La loi sur la violence à l’égard des femmes et des enfants n’est pas appliquée
La loi organique n° 2017-58 du 11 août 2017, relative à l’élimination de la violence à l’égard des femmes, exige la mise en œuvre d’une politique culturelle et institutionnelle, sans cela cette loi sera vidée de son essence. L’enfance maltraitée et la justice des mineurs ne semblent pas être une priorité dans les réformes urgentes. L’école coranique pour enfants et le scandale qui a éclaté il y a quelques mois à Regueb est l’illustration édifiante d’un système judiciaire non conséquent. La résolution du problème démontre l’incapacité de nos autorités à protéger nos enfants de l’extrémisme et du terrorisme.
Le constat est désolant, nous avons affaire à un paysage politique désorienté qui frôle la schizophrénie sociale et politique.
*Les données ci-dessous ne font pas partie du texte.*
//! Course record model

use serde::{Deserialize, Serialize};

/// A single tracked course in the gradebook
#[derive(Debug, Clone, PartialEq, Serialize, Deserialize)]
pub struct Course {
    /// Course code, unique within the gradebook (e.g., "CS2510")
    pub code: String,

    /// Course name (e.g., "Fundamentals of Computer Science 2")
    pub name: String,

    /// Credit weight used when averaging scores
    pub credits: u32,

    /// Semester number the course was taken in (1-based)
    pub semester: u32,

    /// Score on a 0-10 scale, range-checked at entry time
    pub score: f64,
}

impl Course {
    /// Create a new course record
    ///
    /// # Arguments
    /// * `code` - Course code, used as the lookup key
    /// * `name` - Full course name
    /// * `credits` - Credit weight
    /// * `semester` - Semester number
    /// * `score` - Score on a 0-10 scale
    #[must_use]
    pub const fn new(code: String, name: String, credits: u32, semester: u32, score: f64) -> Self {
        Self {
            code,
            name,
            credits,
            semester,
            score,
        }
    }
}

#[cfg(test)]
mod tests {
    use super::*;

    #[test]
    fn test_course_creation() {
        let course = Course::new(
            "CS1800".to_string(),
            "Discrete Structures".to_string(),
            4,
            1,
            8.5,
        );

        assert_eq!(course.code, "CS1800");
        assert_eq!(course.name, "Discrete Structures");
        assert_eq!(course.credits, 4);
        assert_eq!(course.semester, 1);
        assert!((course.score - 8.5).abs() < f64::EPSILON);
    }

    #[test]
    fn test_course_serde_round_trip() {
        let course = Course::new(
            "MATH1342".to_string(),
            "Calculus I".to_string(),
            4,
            2,
            7.25,
        );

        let json = serde_json::to_string(&course).expect("Failed to serialize course");
        let back: Course = serde_json::from_str(&json).expect("Failed to deserialize course");

        assert_eq!(back, course);
    }
}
Force est de constater que l’usure est une machine qui abîme toutes les bonnes volontés. Une citation chinoise dit : «Ne craignez pas d’être lent, craignez d’être à l’arrêt». L’essentiel est d’être dans le mouvement et de ne pas tomber dans la torpeur. Nous essayons de l’être, c’est ma seule consolation. Le discours d’investiture du président récemment élu m’a complètement indignée, car il est d’une haute portée populiste, même si son arabe littéraire a subjugué plus d’un. Je reste sur ma soif d’un discours structuré au contenu profond parlant de sécuritaire et diplomatique de haute volée et d’une dimension fédératrice que seul un président digne d’une Deuxième République peut assurer !
Oserais-je espérer ?
La morale de cette histoire est que rien n’est figé et rien n’est définitif. Le combat du progrès et de la citoyenneté continue.